Different physical and numerical sources of scatter in the $M_{\star}$-$M_{\mathrm{BH}}$ relation and their connection to galaxy evolution

TL;DR

This study investigates the sources of scatter in the supermassive black hole mass versus galaxy stellar mass relation using cosmological simulations, revealing the roles of feedback, merging, and seed variations in galaxy evolution.

Contribution

It compares different simulation models to identify physical and numerical sources of scatter in the SMBH-galaxy relation, highlighting the impact of feedback and merging processes.

Findings

TNG100 shows lower scatter than Illustris and EAGLE due to feedback differences.

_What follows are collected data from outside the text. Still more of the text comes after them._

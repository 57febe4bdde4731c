//! Represents an object (file) stored in a bucket.

use chrono::{DateTime, Utc};
use serde::{Deserialize, Serialize};
use sqlx::FromRow;
use uuid::Uuid;

/// Metadata of a single stored blob. The payload itself lives on disk.
#[derive(Serialize, Deserialize, Clone, FromRow, Debug)]
pub struct StoredObject {
    pub id: Uuid,

    /// Foreign key linking to the parent bucket.
    pub bucket_id: Uuid,

    /// Object key (path-like identifier within the bucket).
    pub key: String,

    /// Declared content type (MIME type) at upload time.
    pub content_type: Option<String>,

    /// Cache lifetime hint in seconds, replayed as `Cache-Control: max-age=...`.
    pub cache_control: Option<String>,

    pub size_bytes: i64,

    /// MD5 of the payload, hex encoded.
    pub etag: Option<String>,

    pub last_modified: DateTime<Utc>,
}

/// Options attached to an upload.
#[derive(Clone, Debug, Default)]
pub struct UploadOptions {
    pub content_type: Option<String>,
    pub cache_control: Option<String>,
}

impl UploadOptions {
    pub fn new(content_type: Option<String>, cache_control: impl Into<String>) -> Self {
        Self {
            content_type,
            cache_control: Some(cache_control.into()),
        }
    }
}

Hierarchical merging reduces scatter in massive, quenched galaxies.

BH seed mass variations influence scatter, especially at high redshift.

Abstract

Observations have established that the masses of supermassive black holes (SMBHs) correlate tightly with the stellar masses of their host galaxies, albeit with substantial scatter. The magnitude of this scatter as a function of galaxy mass and redshift contains valuable information about the origin of SMBHs and the physical nature of their co-evolution with galaxies. In this work, we highlight this connection by studying the scatter in the $M_{\rm BH}$-$M_\star$ relation for massive galaxies in the Illustris, TNG100, and EAGLE cosmological simulations. We find that TNG100 shows significantly lower scatter than Illustris and EAGLE, reflecting different BH feedback models. Using numerical experiments, we separate different contributions to the scatter, including an intrinsic component. At $z=0$, Illustris and EAGLE show $\sim 0.3$ dex intrinsic scatter dominated by BH accretion, while the smaller scatter in TNG100 is dominated by hierarchical merging, implying more tightly quenched massive galaxies. BH seed mass variations can add scatter, though their impact at $z=0$ depends on the feedback model. Without AGN feedback the scatter is much larger for low-mass galaxies ($\gtrsim 0.5$ dex for $\log M_\star < 10^{10.5},\mathrm{M_\odot}$ at $z=0-3$), underscoring the crucial role of feedback in SMBH-galaxy co-evolution. In contrast, hierarchical merging of quenched systems is the main factor reducing scatter for massive galaxies. Based on our results, we expect that the scatter in the $M_{\rm BH}$-$M_\star$ relation at high redshift could be particularly powerful in providing clues to the origin of SMBHs.